As they enter, I try to compensate for the language barrier by smiling and giving them a hearty ‘shalom.’ I come around from behind the desk and stick my hand out in greeting. Lena, limping, lags behind, so her mother is the first person to whom I offer my hand. She stares at it awkwardly, and everyone stops, unsure what to do. It takes a moment for me to register that both she and her daughter are wearing hijabs, and that for them physical contact with any man other than immediate family members is prohibited. Lena’s father kindly rescues us, dodging around his wife and thrusting his hand into mine, pumping it firmly….

The next three pages, as Dr. Waldman describes how he painstakingly told the family about Lena’s cancer diagnosis, are riveting.

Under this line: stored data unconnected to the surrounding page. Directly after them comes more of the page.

//! Per-run timing and transfer metrics.

/// Timing and transfer data collected during one
/// [`HeatWorld::execute_with_metrics`](crate::HeatWorld::execute_with_metrics) call.
///
/// All durations are in microseconds. Phases that did not run (for an
/// empty grid, every phase) stay at zero.
#[derive(Clone, Debug, Default, PartialEq, Eq)]
pub struct RunMetrics {
    /// Wall-clock time for the whole run, in microseconds.
    pub total_us: u64,
    /// Platform and device discovery plus context creation, in microseconds.
    pub discovery_us: u64,
    /// Loading and compiling the kernel program, in microseconds.
    pub compile_us: u64,
    /// Encoding descriptors, allocating and uploading buffers, in microseconds.
    pub setup_us: u64,
    /// The step loop, in microseconds.
    pub steps_us: u64,
    /// Reading the final state back, in microseconds.
    pub readback_us: u64,
    /// Steps executed.
    pub steps: usize,
    /// Row bands executed across all launches.
    pub bands: u64,
    /// Bytes uploaded to the device.
    pub bytes_written: u64,
    /// Bytes read back from the device.
    pub bytes_read: u64,
}

impl RunMetrics {
    /// Mean step time in microseconds, or zero when no step ran.
    pub fn mean_step_us(&self) -> u64 {
        if self.steps == 0 {
            0
        } else {
            self.steps_us / self.steps as u64
        }
    }
}

#[cfg(test)]
mod tests {
    use super::*;

    #[test]
    fn default_metrics_are_zero() {
        let m = RunMetrics::default();
        assert_eq!(m.total_us, 0);
        assert_eq!(m.discovery_us, 0);
        assert_eq!(m.compile_us, 0);
        assert_eq!(m.setup_us, 0);
        assert_eq!(m.steps_us, 0);
        assert_eq!(m.readback_us, 0);
        assert_eq!(m.steps, 0);
        assert_eq!(m.bands, 0);
        assert_eq!(m.bytes_written, 0);
        assert_eq!(m.bytes_read, 0);
    }

    #[test]
    fn mean_step_time() {
        let m = RunMetrics {
            steps_us: 90,
            steps: 4,
            ..Default::default()
        };
        assert_eq!(m.mean_step_us(), 22);
        assert_eq!(RunMetrics::default().mean_step_us(), 0);
    }
}
//! Test fixtures and mock providers for Calor development.
//!
//! [`fixtures`] builds standard input grids and proptest strategies;
//! [`providers`] has discovery doubles that fail in controlled ways.

#![forbid(unsafe_code)]
#![allow(missing_docs)]
#![deny(rustdoc::broken_intra_doc_links)]

pub mod fixtures;
pub mod providers;

/// Assert two fields are equal bit for bit, reporting the first mismatch.
#[track_caller]
pub fn assert_bitwise_eq(actual: &[f32], expected: &[f32]) {
    assert_eq!(actual.len(), expected.len(), "fields differ in length");
    if let Some(i) = actual
        .iter()
        .zip(expected)
        .position(|(a, e)| a.to_bits() != e.to_bits())
    {
        panic!(
            "cell {i} differs: {} ({:#010x}) vs expected {} ({:#010x})",
            actual[i],
            actual[i].to_bits(),
            expected[i],
            expected[i].to_bits()
        );
    }
}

After an Arabic-speaking social worker arrives to help with any language issues, the impact of a cancer diagnosis is perfectly described with this passage: “Lena does not speak. Her mother, wide-eyed, lips trembling, fingers working a tear-soaked tissue to shreds, radiates waves of desperation as she speaks—no translation is necessary.” Oncologists reading this clinical episode will undoubtedly revisit tough discussions of their own.

A Window Into Oncology and Humanity

EACH CHAPTER in This Narrow Space opens a window into oncology and the vulnerable patients who depend on their doctors. And as time goes on, the author’s patient roster includes more and more children with a low likelihood of cure. Dr. Waldman is a man of faith, but it takes its toll.

One of the most charming chapters is titled “Silence.” Patients being told they have cancer often fall silent. At first, those moments made Dr. Waldman anxious, feeling the need to say something. Then he learned the “importance of simply sitting there, of just being present.”

In a book about Israel, there is always the chance that war might erupt, and one does in This Narrow Space. An ugly murder of three young Jews by Palestinians, then Jewish retaliation, equally ugly, precipitates a short, violent war, as Dr. Waldman soldiers on in the clinic. When a frazzled nurse asks him how he remains so calm, he replies, “What choice do we have but to hope? If we stop hoping, all is lost.”

This powerful book is highly recommended for readers of The ASCO Post.